Lifestyle

This Veggie You Hate Can Supposedly Boost Your Sex Drive

by Emily Arata

I was at least 15 years old before anybody explained the popular snack “ants on a log” to me. If you, like me, were deprived of the glories of cutesy, Martha Stewart-style snacks as child, let me break it down for you.

It's a crescent-shaped celery spear slathered with creamy peanut butter, topped with raisins in a line, which is meant to mimic ants atop a tree trunk. It's crunchy, stringy and utterly tasteless.

For that matter, most recipes involving stalks of celery usually are, and with good reason. NPR, interviewing a series of botanists and anthropologists, reports the caloric equivalent of a cumulus cloud was probably never meant to be part of our regular meals.

Instead, it would have been cultivated in China around the fifth century to aid in sex and hangovers. The world's least sexy (though admittedly phallic) fibrous vegetable has allegedly been helping men get boners for hundreds of years in Egypt, Rome and the like.
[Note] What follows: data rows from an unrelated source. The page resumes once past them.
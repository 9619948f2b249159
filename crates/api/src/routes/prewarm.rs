//! Pre-warmed mailbox pool routes.

use axum::{
    extract::{Extension, Query, State},
    Json,
};
use mailstack_billing::{CheckoutRedirect, PrewarmMailbox, PrewarmOffer, PrewarmPurchaseOutcome};
use mailstack_shared::PaymentMethod;
use serde::{Deserialize, Serialize};

use crate::{
    auth::AuthUser,
    error::{ApiError, ApiResult},
    state::AppState,
};

#[derive(Debug, Deserialize)]
pub struct AvailableQuery {
    pub limit: Option<i64>,
}

#[derive(Debug, Deserialize)]
pub struct PurchaseRequest {
    pub emails: Vec<String>,
    pub payment_method: PaymentMethod,
}

#[derive(Debug, Serialize)]
#[serde(tag = "result", rename_all = "snake_case")]
pub enum PurchaseResponse {
    Purchased { outcome: PrewarmPurchaseOutcome },
    Checkout { redirect: CheckoutRedirect },
}

/// Warm inventory on sale to this user.
pub async fn list_available(
    State(state): State<AppState>,
    Extension(auth_user): Extension<AuthUser>,
    Query(query): Query<AvailableQuery>,
) -> ApiResult<Json<Vec<PrewarmOffer>>> {
    let limit = query.limit.unwrap_or(100).clamp(1, 1000);
    let offers = state
        .billing
        .prewarm
        .list_available(auth_user.user_id, limit)
        .await?;
    Ok(Json(offers))
}

pub async fn list_mine(
    State(state): State<AppState>,
    Extension(auth_user): Extension<AuthUser>,
) -> ApiResult<Json<Vec<PrewarmMailbox>>> {
    let mailboxes = state.billing.prewarm.list_owned(auth_user.user_id).await?;
    Ok(Json(mailboxes))
}

/// Buy specific warm mailboxes. Wallet purchases claim immediately;
/// Stripe purchases claim on the completed webhook.
pub async fn purchase(
    State(state): State<AppState>,
    Extension(auth_user): Extension<AuthUser>,
    Json(req): Json<PurchaseRequest>,
) -> ApiResult<Json<PurchaseResponse>> {
    if req.emails.is_empty() {
        return Err(ApiError::Validation("no mailboxes selected".into()));
    }

    match req.payment_method {
        PaymentMethod::Wallet => {
            let outcome = state
                .billing
                .prewarm
                .purchase_with_wallet(auth_user.user_id, &req.emails)
                .await?;
            Ok(Json(PurchaseResponse::Purchased { outcome }))
        }
        PaymentMethod::Stripe => {
            let unit_price = state
                .billing
                .prewarm
                .wallet_unit_price_cents(auth_user.user_id, &req.emails)
                .await?;

            let redirect = state
                .billing
                .checkout
                .prewarm_session(auth_user.user_id, &req.emails, unit_price)
                .await?;
            Ok(Json(PurchaseResponse::Checkout { redirect }))
        }
    }
}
Although jokes about the rigidity of the celery stalk are apt, they're also more accurate than you'd think. Back then, treating penis-shaped foods as sexual aids was quite common.

By the 17th century, the lowly celery had moved into the kitchen. It might not have packed the punch of Viagra, but it was worth a try. National Geographic cites legendary lovers like Giacomo Casanova as being well known for munching on the string stalk to get his blood pumping. When you have that many ladies to please, you'll resort to anything.

Today, food scientists know celery actually contains androsterone, a steroid that comes from male sex hormones. If you've ever smelled a sweaty dude and found yourself getting a little hot under the collar, that's the pheromone you can blame (although there's no medical proof celery cures hangovers and low sex drive).

Sex or no sex, the universal fact remains that celery is disgusting unless its buried beneath half a pound of hummus or ranch dip. It's essentially the baby carrot's weird cousin who keeps tagging along to parties.